■ Work instruction ■
Please read the records below and return each line holding the string "Model".

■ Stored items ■
use std::net::Ipv4Addr;

use cairn_lifecycle::{
    HookContext, HookDecision, LifecycleHook, LifecycleResult, Operation, Storable,
};
use cairn_store::Model;
use cairn_types::{parse_timestamp, Clock, ObjType, ObjectId, Record, Timestamp, TypeResult};
use serde_json::Value;

/// Type tag under which user submissions are stored.
pub const USER_DATA_TYPE: &str = "user_data";

/// Data submitted by an end user: a contact form entry, a vote, a comment.
#[derive(Clone, Debug, Default, PartialEq)]
pub struct UserData {
    pub id: Option<ObjectId>,
    /// Client IPv4 address as an integer.
    pub ip: Option<i64>,
    pub lang: Option<String>,
    /// Source URL or identifier of the submission.
    pub origin: Option<String>,
    /// When the submission was created.
    pub ts: Option<Timestamp>,
}

impl UserData {
    pub fn new() -> Self {
        Self::default()
    }

    /// Set the client address from dynamic input.
    ///
    /// Dotted IPv4 text is packed into an integer, numbers are taken as-is,
    /// and anything else is recorded as `0`.
    pub fn set_ip(&mut self, value: &Value) {
        self.ip = match value {
            Value::Null => None,
            Value::Number(n) => {
                Some(n.as_i64().or_else(|| n.as_f64().map(|f| f as i64)).unwrap_or(0))
            }
            Value::String(s) => Some(ip_to_int(s)),
            _ => Some(0),
        };
    }

    /// Set the submission time from text. `"now"` reads the clock.
    pub fn set_ts(&mut self, input: Option<&str>, clock: &dyn Clock) -> TypeResult<()> {
        self.ts = input.map(|text| parse_timestamp(text, clock)).transpose()?;
        Ok(())
    }

    /// Dotted form of the stored address, if it is a valid IPv4 value.
    pub fn ip_addr(&self) -> Option<Ipv4Addr> {
        let ip = u32::try_from(self.ip?).ok()?;
        Some(Ipv4Addr::from(ip))
    }
}

fn ip_to_int(text: &str) -> i64 {
    let text = text.trim();
    if let Ok(addr) = text.parse::<Ipv4Addr>() {
        return i64::from(u32::from(addr));
    }
    text.parse::<i64>()
        .ok()
        .or_else(|| text.parse::<f64>().ok().filter(|f| f.is_finite()).map(|f| f as i64))
        .unwrap_or(0)
}

impl Model for UserData {
    fn obj_type(&self) -> ObjType {
        USER_DATA_TYPE.into()
    }

    fn id(&self) -> Option<&ObjectId> {
        self.id.as_ref()
    }

    fn set_id(&mut self, id: Option<ObjectId>) {
        self.id = id;
    }

    fn to_record(&self) -> Record {
        let mut record = Record::new(USER_DATA_TYPE);
        record.id = self.id.clone();
        record.set("ip", self.ip.map_or(Value::Null, Value::from));
        record.set_opt_str("lang", self.lang.as_deref());
        record.set_opt_str("origin", self.origin.as_deref());
        record.set_timestamp("ts", self.ts);
        record
    }

    fn from_record(record: &Record) -> TypeResult<Self> {
        let mut data = Self {
            id: record.id.clone(),
            lang: record.get_str("lang")?,
            origin: record.get_str("origin")?,
            ts: record.get_timestamp("ts")?,
            ..Self::default()
        };
        data.set_ip(record.fields.get("ip").unwrap_or(&Value::Null));
        Ok(data)
    }
}

impl Storable for UserData {}

/// Stamps `ts` with the lifecycle clock when a submission is created.
#[derive(Clone, Copy, Debug, Default)]
pub struct UserDataHook;

impl LifecycleHook<UserData> for UserDataHook {
    fn name(&self) -> &str {
        "user_data"
    }

    fn pre(&self, data: &mut UserData, ctx: &HookContext<'_>) -> LifecycleResult<HookDecision> {
        if ctx.operation == Operation::Create {
            data.ts = Some(ctx.now());
        }
        Ok(HookDecision::Proceed)
    }
}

■ Answer ■
use cairn_store::Model;
impl Model for UserData {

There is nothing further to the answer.